King of Kings : Chasing Edward Jones Documentaire américano-français de Harriet Marin Jones (2022) 1h38. Sortie le 10 septembre 2025.
Edward Jones
Il y a un quart de siècle, Harriet Marin avait signé une comédie sentimentale intitulée Épouse-moi (1999) qui réunissait Michèle Laroque et Vincent Perez. On ignorait alors à peu près tout de l’histoire familiale de cette cinéaste franco-américaine qui a poursuivi son petit bonhomme de chemin, écrit des scénarios, le pilote d’une série TV et deux romans, mis en scène une pièce de boulevard à succès, tout en se diversifiant dans des activités multiples parmi lesquelles deux plateformes de formations en ligne qui lui ont permis de produire un documentaire dont le sujet lui tenait particulièrement à cœur. Harriet Marin est en effet la petite fille d’un personnage éblouissant et sulfureux, Edward Jones, un descendant d’esclaves et fils de pasteur qui est parvenu à échapper à sa condition en quittant le Mississippi raciste et suprémaciste avant de contribuer pour une bonne part à faire de Chicago une ville prospère dans les années 30 et 40. Tout cela grâce à la fortune que lui a rapporté le Policy Business, un jeu de loto de son invention déclaré illégal, mais pratiqué dans la clandestinité à l’époque de la Prohibition. Une cité volontiers associée à la pègre où ce brillant capitaine d’industrie aidé de ses frères exerce ses activités de promoteur avec à la clé une réussite financière et politique (il fait passer Chicago dans le camp démocrate) qui passe parfois par des relations douteuses et des méthodes peu orthodoxes, mais lui vaut aussi d’épouser une danseuse du fameux Cotton Club. Un entrepreneur que sa chute a jeté en prison, puis précipité dans les oubliettes de l’histoire et dont la destinée rocambolesque aurait pu contribuer à faire évoluer les mentalités d’une Amérique frappée par la Grande Dépression qui n’était pas prête à admettre le triomphe d’un homme de couleur, malgré son talent, son charisme et sa philanthropie.
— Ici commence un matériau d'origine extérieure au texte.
pub mod errors;
pub(crate) mod handlers;
mod routes;
pub mod schemas;
pub mod utils;

pub use routes::media_route;
pub use utils::UploadTracker;
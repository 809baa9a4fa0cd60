pub mod errors;
pub(crate) mod handlers;
mod models;
mod routes;
pub mod schemas;
pub(crate) mod utils;

pub use routes::{admin_bird_route, bird_route};
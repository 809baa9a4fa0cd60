use super::errors::AdminUserError;
use crate::domain::PhoneNumber;
use crate::routes::auth::resolver::ProfileStore;
use crate::routes::auth::schemas::UserProfile;

/// Marks the profile signed in with `raw_phone_number` as admin.
/// Users get a profile on first sign in, so unknown numbers are rejected.
#[tracing::instrument(name = "Grant admin role", skip(store))]
pub async fn grant_admin_role(
    store: &dyn ProfileStore,
    raw_phone_number: &str,
) -> Result<UserProfile, AdminUserError> {
    let phone_number = PhoneNumber::parse(raw_phone_number).map_err(AdminUserError::ValidationError)?;
    let mut profile = store
        .find_by_phone(&phone_number)
        .await
        .map_err(|e| {
            AdminUserError::DatabaseError("Failed to look up the user.".to_string(), e)
        })?
        .ok_or_else(|| AdminUserError::UserNotFound(phone_number.to_string()))?;
    if profile.is_admin {
        return Ok(profile);
    }
    let updated = store.set_admin(&profile.id, true).await.map_err(|e| {
        AdminUserError::DatabaseError("Failed to grant admin access.".to_string(), e)
    })?;
    if !updated {
        return Err(AdminUserError::UserNotFound(phone_number.to_string()));
    }
    profile.is_admin = true;
    tracing::info!(profile_id = %profile.id, "Admin role granted");
    Ok(profile)
}
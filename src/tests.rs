#[cfg(test)]
pub mod tests {
    use std::collections::HashMap;
    use std::sync::atomic::{AtomicUsize, Ordering};
    use std::sync::{Arc, Mutex};
    use std::time::Duration;

    use async_trait::async_trait;
    use chrono::Utc;
    use secrecy::SecretString;

    use crate::configuration::{AuthSettings, ChallengeSettings, SecretSetting, JWT};
    use crate::domain::{OtpCode, PhoneNumber};
    use crate::identity_client::{
        Identity, IdentityProvider, IdentityProviderError, VerificationSession,
    };
    use crate::routes::auth::challenge::{ChallengeSize, ChallengeToken, RecaptchaChallengeIssuer};
    use crate::routes::auth::resolver::{AuthorizationResolver, ProfileStore};
    use crate::routes::auth::schemas::UserProfile;
    use crate::routes::auth::session::SessionHub;
    use crate::storage_client::{MediaFile, MediaStore, ProgressCallback, UploadProgress};

    pub const CORRECT_CODE: &str = "123456";
    pub const STORAGE_PREFIX: &str = "https://storage.test/v0/b/farm/o/";

    pub fn identity_for(phone_number: &str) -> Identity {
        Identity {
            id: format!("uid-{}", phone_number.trim_start_matches('+')),
            phone_number: phone_number.to_string(),
        }
    }

    /// Accepts `123456` for every number. Counts calls so tests can assert
    /// that validation happens before any network call.
    #[derive(Default)]
    pub struct MockIdentityProvider {
        pub send_calls: AtomicUsize,
        pub confirm_calls: AtomicUsize,
        next_send_error: Mutex<Option<IdentityProviderError>>,
        delay: Option<Duration>,
    }

    impl MockIdentityProvider {
        pub fn new() -> Self {
            Self::default()
        }

        pub fn with_delay(delay: Duration) -> Self {
            Self {
                delay: Some(delay),
                ..Self::default()
            }
        }

        pub fn fail_next_send(&self, error: IdentityProviderError) {
            *self.next_send_error.lock().unwrap() = Some(error);
        }

        pub fn network_calls(&self) -> usize {
            self.send_calls.load(Ordering::SeqCst) + self.confirm_calls.load(Ordering::SeqCst)
        }
    }

    #[async_trait]
    impl IdentityProvider for MockIdentityProvider {
        async fn send_verification(
            &self,
            phone_number: &PhoneNumber,
            _challenge: &ChallengeToken,
        ) -> Result<VerificationSession, IdentityProviderError> {
            self.send_calls.fetch_add(1, Ordering::SeqCst);
            if let Some(delay) = self.delay {
                tokio::time::sleep(delay).await;
            }
            if let Some(error) = self.next_send_error.lock().unwrap().take() {
                return Err(error);
            }
            Ok(VerificationSession::new(phone_number.as_ref()))
        }

        async fn confirm(
            &self,
            session: &VerificationSession,
            code: &OtpCode,
        ) -> Result<Identity, IdentityProviderError> {
            self.confirm_calls.fetch_add(1, Ordering::SeqCst);
            if let Some(delay) = self.delay {
                tokio::time::sleep(delay).await;
            }
            if code.expose() == CORRECT_CODE {
                Ok(identity_for(session.as_str()))
            } else {
                Err(IdentityProviderError::InvalidCode)
            }
        }
    }

    #[derive(Default)]
    pub struct MemoryProfileStore {
        profiles: Mutex<HashMap<String, UserProfile>>,
        pub create_calls: AtomicUsize,
    }

    impl MemoryProfileStore {
        pub fn new() -> Self {
            Self::default()
        }

        pub fn with_admin(identity: &Identity) -> Self {
            let store = Self::default();
            store.profiles.lock().unwrap().insert(
                identity.id.clone(),
                UserProfile {
                    id: identity.id.clone(),
                    phone_number: identity.phone_number.clone(),
                    is_admin: true,
                    created_at: Utc::now(),
                },
            );
            store
        }

        pub fn len(&self) -> usize {
            self.profiles.lock().unwrap().len()
        }
    }

    #[async_trait]
    impl ProfileStore for MemoryProfileStore {
        async fn get_profile(&self, id: &str) -> Result<Option<UserProfile>, anyhow::Error> {
            tokio::task::yield_now().await;
            Ok(self.profiles.lock().unwrap().get(id).cloned())
        }

        async fn create_profile(&self, identity: &Identity) -> Result<(), anyhow::Error> {
            self.create_calls.fetch_add(1, Ordering::SeqCst);
            tokio::task::yield_now().await;
            self.profiles
                .lock()
                .unwrap()
                .entry(identity.id.clone())
                .or_insert_with(|| UserProfile {
                    id: identity.id.clone(),
                    phone_number: identity.phone_number.clone(),
                    is_admin: false,
                    created_at: Utc::now(),
                });
            Ok(())
        }

        async fn get_admin_grant(&self, id: &str) -> Result<bool, anyhow::Error> {
            Ok(self
                .profiles
                .lock()
                .unwrap()
                .get(id)
                .map(|p| p.is_admin)
                .unwrap_or(false))
        }

        async fn find_by_phone(
            &self,
            phone_number: &PhoneNumber,
        ) -> Result<Option<UserProfile>, anyhow::Error> {
            Ok(self
                .profiles
                .lock()
                .unwrap()
                .values()
                .find(|p| p.phone_number == phone_number.as_ref())
                .cloned())
        }

        async fn set_admin(&self, id: &str, is_admin: bool) -> Result<bool, anyhow::Error> {
            Ok(match self.profiles.lock().unwrap().get_mut(id) {
                Some(profile) => {
                    profile.is_admin = is_admin;
                    true
                }
                None => false,
            })
        }

        async fn list_admins(&self) -> Result<Vec<UserProfile>, anyhow::Error> {
            Ok(self
                .profiles
                .lock()
                .unwrap()
                .values()
                .filter(|p| p.is_admin)
                .cloned()
                .collect())
        }
    }

    /// Reads succeed with nothing stored; every write fails.
    pub struct ReadOnlyProfileStore;

    #[async_trait]
    impl ProfileStore for ReadOnlyProfileStore {
        async fn get_profile(&self, _id: &str) -> Result<Option<UserProfile>, anyhow::Error> {
            Ok(None)
        }

        async fn create_profile(&self, _identity: &Identity) -> Result<(), anyhow::Error> {
            Err(anyhow::anyhow!("permission denied"))
        }

        async fn get_admin_grant(&self, _id: &str) -> Result<bool, anyhow::Error> {
            Ok(false)
        }

        async fn find_by_phone(
            &self,
            _phone_number: &PhoneNumber,
        ) -> Result<Option<UserProfile>, anyhow::Error> {
            Ok(None)
        }

        async fn set_admin(&self, _id: &str, _is_admin: bool) -> Result<bool, anyhow::Error> {
            Err(anyhow::anyhow!("permission denied"))
        }

        async fn list_admins(&self) -> Result<Vec<UserProfile>, anyhow::Error> {
            Ok(vec![])
        }
    }

    #[derive(Default)]
    pub struct MemoryMediaStore {
        pub objects: Mutex<HashMap<String, MediaFile>>,
        pub deleted: Mutex<Vec<String>>,
        pub progress: Mutex<Vec<UploadProgress>>,
        pub fail_deletes: bool,
    }

    impl MemoryMediaStore {
        pub fn failing_deletes() -> Self {
            Self {
                fail_deletes: true,
                ..Self::default()
            }
        }
    }

    #[async_trait]
    impl MediaStore for MemoryMediaStore {
        async fn upload(
            &self,
            file: MediaFile,
            path: &str,
            on_progress: ProgressCallback,
        ) -> Result<String, anyhow::Error> {
            let total_bytes = file.content.len() as u64;
            let progress = UploadProgress {
                bytes_sent: total_bytes,
                total_bytes,
            };
            on_progress(progress);
            self.progress.lock().unwrap().push(progress);
            let url = format!("{}{}?alt=media", STORAGE_PREFIX, path.replace('/', "%2F"));
            self.objects.lock().unwrap().insert(url.clone(), file);
            Ok(url)
        }

        async fn delete(&self, url: &str) -> Result<(), anyhow::Error> {
            if self.fail_deletes {
                return Err(anyhow::anyhow!("storage unavailable"));
            }
            self.objects.lock().unwrap().remove(url);
            self.deleted.lock().unwrap().push(url.to_string());
            Ok(())
        }

        fn owns_url(&self, url: &str) -> bool {
            url.starts_with(STORAGE_PREFIX)
        }
    }

    pub fn get_test_issuer() -> Arc<RecaptchaChallengeIssuer> {
        Arc::new(RecaptchaChallengeIssuer::new(&ChallengeSettings {
            site_key: "test-site-key".to_string(),
            size: ChallengeSize::Invisible,
        }))
    }

    pub fn get_test_hub(store: Arc<dyn ProfileStore>, ttl_hours: i64) -> SessionHub {
        SessionHub::new(
            Arc::new(AuthorizationResolver::new(store)),
            get_test_issuer(),
            ttl_hours,
        )
    }

    /// Role lookups stall for `delay`, keeping sessions in the loading state.
    pub struct SlowProfileStore {
        inner: MemoryProfileStore,
        delay: Duration,
    }

    impl SlowProfileStore {
        pub fn new(inner: MemoryProfileStore, delay: Duration) -> Self {
            Self { inner, delay }
        }
    }

    #[async_trait]
    impl ProfileStore for SlowProfileStore {
        async fn get_profile(&self, id: &str) -> Result<Option<UserProfile>, anyhow::Error> {
            tokio::time::sleep(self.delay).await;
            self.inner.get_profile(id).await
        }

        async fn create_profile(&self, identity: &Identity) -> Result<(), anyhow::Error> {
            self.inner.create_profile(identity).await
        }

        async fn get_admin_grant(&self, id: &str) -> Result<bool, anyhow::Error> {
            tokio::time::sleep(self.delay).await;
            self.inner.get_admin_grant(id).await
        }

        async fn find_by_phone(
            &self,
            phone_number: &PhoneNumber,
        ) -> Result<Option<UserProfile>, anyhow::Error> {
            self.inner.find_by_phone(phone_number).await
        }

        async fn set_admin(&self, id: &str, is_admin: bool) -> Result<bool, anyhow::Error> {
            self.inner.set_admin(id, is_admin).await
        }

        async fn list_admins(&self) -> Result<Vec<UserProfile>, anyhow::Error> {
            self.inner.list_admins().await
        }
    }

    pub fn get_test_secret() -> SecretSetting {
        SecretSetting {
            jwt: JWT {
                secret: SecretString::from("test-jwt-secret"),
                expiry: 1,
            },
        }
    }

    pub fn get_test_auth_settings() -> AuthSettings {
        AuthSettings {
            otp_timeout_seconds: 5,
            guard_wait_seconds: 2,
            session_prune_interval_seconds: 60,
        }
    }
}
De là à le jeter aux oubliettes…
Quincy Jones et Harriet Marin Jones
Harriet Marin, qui a désormais intégré le patronyme familial de Jones au sien, évoque l’incroyable histoire de ce Self Made Man avec une richesse iconographique, sonore et cinématographique qui donnent à son film l’ampleur d’une véritable épopée sur fond de ségrégation raciale. Une destinée singulière et inconnue qui trouve de troublants échos dans les États-Unis d’aujourd’hui et a incité son homonyme, le grand Quincy Jones, à s’associer à ce projet mémoriel qui a accumulé les trophées dans les festivals internationaux en suscitant des ovations légitimes. King of Kings : à la poursuite d’Edward Jones n’est pas une hagiographie, mais plutôt la chronique d’une personnalité oubliée de l’histoire des États-Unis dont la destinée fait figure d’exemple pour la communauté noire, mais aussi l’Amérique toute entière. Ce documentaire tire sa richesse de sa documentation extraordinaire (avec une mention spéciale pour sa bande originale) qui nous permet de croiser maintes icônes de son époque, du boxeur Joe Louis aux pionniers du jazz que furent Billie Holiday, Louis Armstrong, Cab Calloway et Duke Ellington, ou le peintre mexicain Diego Rivera. On se prend à rêver au film de fiction incroyable que pourrait engendrer ce documentaire passionnant si un studio hollywoodien acceptait de le financer. Avec en guise de sous-texte un message fondamental sur la face cachée de l’Amérique et son combat toujours inachevé en faveur des droits civiques. En réussissant à brasser ces multiples thèmes avec un sens du récit palpitant, Harriet Marin en tire une fresque d’une rare ampleur qui montre un aspect caché et glorieux de la longue marche vers la liberté de la communauté afro-américaine opprimée. Ce film est une pure merveille que tout le monde devrait voir. Pour l’exemple.